Today my mom called me (f20) and asked if it would be wrong to throw away a college acceptance letter of my brothers that was far away because she didn’t want him to go.
She would literally never do that so I thought it was a weird/funny way to tell me that my brother got accepted out of state. She then got serious and asked me if that would be wrong and I immediately (because she would never do that) asked who she knew that did that.
She reluctantly said that Matt and Amy had thrown away a college acceptance letter of Stephen’s for a college that he really wanted to go to because they thought it was too far away. It’s not even out of state, it’s four hours by car.
I told my mom that I was really disappointed that they are the type of people that would do that and she said she told Amy off for it. My mom didn’t want me to tell anyone, she was just ranting to me and if I told Stephen, Amy would know that my mom told me.
I said I wouldn’t but I immediately told my brother. I called him and let him know, he was gutted for his friend. He let me know that he would encourage his whole group of friends to check online statuses of colleges they applied too in case acceptance letters got lost. That way my mom would not be put in the middle of it.
I thought it was a pretty good plan until I mentioned it to a college friend and she thought I should stay out of others people’s business. She said that I’m an AH for trying to meddle. So internet, AITA for telling my brother that his friend’s parents threw away his college acceptance letter?
EDIT: I do think now that there’s no way that Stephen didn’t get an email about his acceptance so if there’s a silver lining, my “meddling” may have been unnecessary. I honestly didn’t even think about it when I called my brother, I just wanted to make sure Stephen did not miss an opportunity.
SLIGHT UPDATE: I called my mom this morning and asked if she told my brother, she said she did and I admitted to telling him yesterday on the phone as well. She just kinda laughed and said “I figured you would”. Lol she knows my brother and I all too well.
AnonAnontheAnony
NTA - No, you are not the AH at all. That's a horrible thing to do, and very selfish to toss away someone elses future because of what you want. Normally, I stay on the 'keep out of it' line, mind your own business, but you were asked directly and it was right for you to let him know the truth. God that is so manipulative... You weren't meddling, you were literally dragged into it!
Aggressive_Cattle320
NTA What they did is horrible, and it's illegal to tamper with mail that is not addressed to them. Never mind the hinting around, someone needs to tell Stephen, NOW, about this! He applied to the college and was accepted.
What Amy and Matt "want" is irrelevant in this case. Their son has the God given right to select the college he wants to attend, for himself!He will find out, sooner or later, and he will feel betrayed by anyone who knew and did nothing. What his parents did was unforgivable.
Trespassingw
NTA. They did awful thing. Moreover, it's illegal to open letter addressed to another person, it is a crime called "Obstruction of Correspondence." It is a serious felony that could lead to prison time. People don't usually think about it, but meddling in correspondence between other people or person and school is illegal, not saying immoral. Phew.
Bubbly-Confusion5934
NTA. My petty self would have made a group chat congratulating the friend on getting in. Your "friend" sounds like hater. Ask them if theyre mad they didn't get into the college they wanted.
ChefJTD
I wonder how your college friend would have felt if her parents had done the same to her? NTA. I think the plan of having all the friends check their online status is a good way to keep your mom and you out of the drama.

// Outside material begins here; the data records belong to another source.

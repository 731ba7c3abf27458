use chrono::{DateTime, NaiveDate, Utc};
use serde::{Deserialize, Serialize};
use uuid::Uuid;

use crate::models::trip::{TripCategory, TripStatus};

fn default_shared() -> bool {
    true
}

#[derive(Debug, Deserialize)]
pub struct CreateTripDTO {
    pub place: String,
    pub country: String,
    pub category: String,
    pub status: String,
    pub start_date: NaiveDate,
    pub end_date: NaiveDate,
    #[serde(default = "default_shared")]
    pub shared: bool,
}

/// Partial update; missing fields keep their stored value.
#[derive(Debug, Deserialize)]
pub struct UpdateTripDTO {
    pub place: Option<String>,
    pub country: Option<String>,
    pub category: Option<String>,
    pub status: Option<String>,
    pub start_date: Option<NaiveDate>,
    pub end_date: Option<NaiveDate>,
    pub shared: Option<bool>,
}

/// A trip as returned to clients, with the two derived aggregates.
#[derive(Debug, Serialize)]
pub struct TripOut {
    pub id: i64,
    pub owner_id: Uuid,
    pub owner_username: String,
    pub place: String,
    pub country: String,
    pub category: TripCategory,
    pub status: TripStatus,
    pub start_date: NaiveDate,
    pub end_date: NaiveDate,
    pub lat: Option<f64>,
    pub lon: Option<f64>,
    pub shared: bool,
    pub created_at: DateTime<Utc>,
    pub updated_at: DateTime<Utc>,
    /// distinct images belonging to the trip
    pub images_count: i64,
    /// distinct likes across all of the trip's images
    pub total_likes_count: i64,
}

/// Query-string filters for `GET /trips/`. `category` and `status` accept
/// comma-separated multi-select values. Filters that need an identity are
/// no-ops for anonymous requesters.
#[derive(Debug, Default, Deserialize)]
pub struct TripFilterParams {
    pub owner_username: Option<String>,
    #[serde(rename = "owner_username__iexact")]
    pub owner_username_iexact: Option<String>,
    pub country: Option<String>,
    pub place: Option<String>,
    pub category: Option<String>,
    pub status: Option<String>,
    pub start_date: Option<NaiveDate>,
    pub end_date: Option<NaiveDate>,
    pub liked_by_user: Option<bool>,
    pub followed_users: Option<bool>,
}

If the family of the friend think that it is too far away, that is a discussion they will have to have, but simply destroying the evidence of his acceptance is not the way to handle their fear of them going away to college.
StuckWanderlust
I think you're a pure heart and I understand the icky feeling when you're "in the know" without wanting to be. It should be a discussion between then and the parents. Total bummer that his mom committed mail fraud to discourage him from a specific school.
Altruistic_Band_9910
No. Ask your friend how they’ll feel if their parents did the same and if their friend knew, would they want them to tell them. What the parents did was wrong and i’m sure some how illegal and hint at a toxic parental relationship.

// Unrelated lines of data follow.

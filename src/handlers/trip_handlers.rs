// src/handlers/trip_handlers.rs
use actix_web::{HttpResponse, delete, get, post, route, web};
use log::info;

use crate::AppState;
use crate::dtos::ApiResponse;
use crate::dtos::trip_dtos::{CreateTripDTO, TripFilterParams, UpdateTripDTO};
use crate::errors::{ApiError, ValidationErrors};
use crate::middleware::auth_extractor::AuthenticatedUser;
use crate::repositories::trip_repository::TripRepository;
use crate::services::geocoding_services::{Coordinates, geocode};
use crate::services::policy::{can_read, can_write};
use crate::services::validation::{validate_new_trip, validate_trip_update};

#[get("/trips/")]
pub async fn list_trips(
    state: web::Data<AppState>,
    user: Option<AuthenticatedUser>,
    query: web::Query<TripFilterParams>,
) -> Result<HttpResponse, ApiError> {
    let requester = user.as_ref().map(|u| u.user_id);
    let trips = TripRepository::list(&state.pg_pool, requester, &query).await?;

    Ok(HttpResponse::Ok().json(ApiResponse::success(
        "Trips retrieved successfully",
        trips,
    )))
}

#[post("/trips/")]
pub async fn create_trip(
    state: web::Data<AppState>,
    user: AuthenticatedUser,
    body: web::Json<CreateTripDTO>,
) -> Result<HttpResponse, ApiError> {
    // cheap field checks first; the geocoder is only paid for once they pass
    let validated = validate_new_trip(&body)?;
    let coords = geocode_place(&state, &validated.place).await?;

    let id = TripRepository::create(&state.pg_pool, user.user_id, &validated, coords).await?;
    info!("user {} created trip {}", user.user_id, id);

    let trip = TripRepository::get_annotated(&state.pg_pool, id)
        .await?
        .ok_or_else(|| ApiError::Internal("trip vanished after insert".to_string()))?;

    Ok(HttpResponse::Created().json(ApiResponse::success("Trip created successfully", trip)))
}

#[get("/trips/{id}/")]
pub async fn get_trip(
    state: web::Data<AppState>,
    user: Option<AuthenticatedUser>,
    path: web::Path<i64>,
) -> Result<HttpResponse, ApiError> {
    let requester = user.as_ref().map(|u| u.user_id);
    let trip = TripRepository::get_annotated(&state.pg_pool, path.into_inner())
        .await?
        .ok_or(ApiError::NotFound)?;

    if !can_read(requester, trip.owner_id, trip.shared) {
        return Err(ApiError::NotFound);
    }

    Ok(HttpResponse::Ok().json(ApiResponse::success("Trip retrieved successfully", trip)))
}

#[route("/trips/{id}/", method = "PUT", method = "PATCH")]
pub async fn update_trip(
    state: web::Data<AppState>,
    user: AuthenticatedUser,
    path: web::Path<i64>,
    body: web::Json<UpdateTripDTO>,
) -> Result<HttpResponse, ApiError> {
    let id = path.into_inner();
    let existing = TripRepository::get(&state.pg_pool, id)
        .await?
        .ok_or(ApiError::NotFound)?;

    if !can_read(Some(user.user_id), existing.owner_id, existing.shared) {
        return Err(ApiError::NotFound);
    }
    if !can_write(Some(user.user_id), existing.owner_id) {
        return Err(ApiError::PermissionDenied);
    }

    let validated = validate_trip_update(&body, &existing)?;

    // only a changed place needs a fresh geocoding round trip
    let (lat, lon) = if validated.place != existing.place {
        let coords = geocode_place(&state, &validated.place).await?;
        (Some(coords.lat), Some(coords.lon))
    } else {
        (existing.lat, existing.lon)
    };

    TripRepository::update(&state.pg_pool, id, &validated, lat, lon).await?;

    let trip = TripRepository::get_annotated(&state.pg_pool, id)
        .await?
        .ok_or_else(|| ApiError::Internal("trip vanished after update".to_string()))?;

    Ok(HttpResponse::Ok().json(ApiResponse::success("Trip updated successfully", trip)))
}

#[delete("/trips/{id}/")]
pub async fn delete_trip(
    state: web::Data<AppState>,
    user: AuthenticatedUser,
    path: web::Path<i64>,
) -> Result<HttpResponse, ApiError> {
    let id = path.into_inner();
    let existing = TripRepository::get(&state.pg_pool, id)
        .await?
        .ok_or(ApiError::NotFound)?;

    if !can_read(Some(user.user_id), existing.owner_id, existing.shared) {
        return Err(ApiError::NotFound);
    }
    if !can_write(Some(user.user_id), existing.owner_id) {
        return Err(ApiError::PermissionDenied);
    }

    TripRepository::delete(&state.pg_pool, id).await?;
    info!("user {} deleted trip {}", user.user_id, id);

    Ok(HttpResponse::NoContent().finish())
}

/// Run the geocoder and fold both failure modes into a validation error
/// on `place`; neither is a server fault from the caller's point of view.
async fn geocode_place(state: &AppState, place: &str) -> Result<Coordinates, ApiError> {
    geocode(&state.http_client, &state.geocoder, place)
        .await
        .map_err(|e| {
            let mut errors = ValidationErrors::new();
            errors.add("place", e.to_string());
            errors.into()
        })
}

#[cfg(test)]
mod tests {
    use super::*;
    use actix_web::{App, http::StatusCode, test};
    use jsonwebtoken::{Algorithm, EncodingKey, Header, encode};
    use mockito::Matcher;
    use serde_json::json;
    use std::time::Duration;

    use crate::models::user::JwtClaims;
    use crate::services::geocoding_services::GeocoderConfig;

    const TEST_SECRET: &str = "test-secret";

    /// The pool is lazy, so pointing it at a dead port builds fine; any
    /// request that actually reaches the store fails with a pool error.
    fn test_state(geocoder_url: String) -> web::Data<AppState> {
        let mut cfg = deadpool_postgres::Config::new();
        cfg.host = Some("127.0.0.1".to_string());
        cfg.port = Some(1);
        cfg.user = Some("test".to_string());
        cfg.dbname = Some("test".to_string());
        let pg_pool = cfg
            .create_pool(
                Some(deadpool_postgres::Runtime::Tokio1),
                tokio_postgres::NoTls,
            )
            .unwrap();

        web::Data::new(AppState {
            pg_pool,
            http_client: reqwest::Client::new(),
            jwt_secret: TEST_SECRET.to_string(),
            geocoder: GeocoderConfig {
                base_url: geocoder_url,
                timeout: Duration::from_millis(100),
                max_attempts: 2,
            },
        })
    }

    fn bearer_token() -> String {
        let claims = JwtClaims {
            sub: uuid::Uuid::new_v4().to_string(),
            exp: (chrono::Utc::now().timestamp() as u64) + 3600,
            username: Some("tester".to_string()),
        };
        encode(
            &Header::new(Algorithm::HS256),
            &claims,
            &EncodingKey::from_secret(TEST_SECRET.as_bytes()),
        )
        .unwrap()
    }

    fn trip_json(start_date: &str, end_date: &str) -> serde_json::Value {
        json!({
            "place": "New York",
            "country": "USA",
            "category": "Leisure",
            "status": "Planned",
            "start_date": start_date,
            "end_date": end_date
        })
    }

    #[actix_web::test]
    async fn reversed_dates_fail_before_any_geocoding_request() {
        let mut server = mockito::Server::new_async().await;
        let mock = server
            .mock("GET", "/search")
            .match_query(Matcher::Any)
            .with_body(r#"[{"lat":"40.7","lon":"-74.0"}]"#)
            .expect(0)
            .create_async()
            .await;

        let state = test_state(server.url());
        let app = test::init_service(App::new().app_data(state).service(create_trip)).await;

        let req = test::TestRequest::post()
            .uri("/trips/")
            .insert_header(("Authorization", format!("Bearer {}", bearer_token())))
            .set_json(trip_json("2025-03-10", "2025-03-01"))
            .to_request();
        let resp = test::call_service(&app, req).await;

        assert_eq!(resp.status(), StatusCode::BAD_REQUEST);
        mock.assert_async().await;
    }

    #[actix_web::test]
    async fn valid_fields_reach_the_geocoder() {
        let mut server = mockito::Server::new_async().await;
        let mock = server
            .mock("GET", "/search")
            .match_query(Matcher::Any)
            .with_body(r#"[{"lat":"40.7","lon":"-74.0"}]"#)
            .expect(1)
            .create_async()
            .await;

        let state = test_state(server.url());
        let app = test::init_service(App::new().app_data(state).service(create_trip)).await;

        let req = test::TestRequest::post()
            .uri("/trips/")
            .insert_header(("Authorization", format!("Bearer {}", bearer_token())))
            .set_json(trip_json("2025-03-01", "2025-03-10"))
            .to_request();
        // no store behind the pool, so the insert fails with a 500; the
        // geocoding request has already gone out by then
        let resp = test::call_service(&app, req).await;

        assert_eq!(resp.status(), StatusCode::INTERNAL_SERVER_ERROR);
        mock.assert_async().await;
    }
}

You and your brother set things back on track as they should in the best way possible and in a non-traumatic way to both parties (friend and his parents). You are a Hero actually. (Given that this was the college he wanted to go to)
I reckon if you go deep enough you’ll find that your friend might be projecting (there was probably a time someone exposed one of their agendas and now they resent people who try to set things back to normal when finding out of wrong doings. Again, you are the unknown hero to your brothers friend, wear that badge with honor.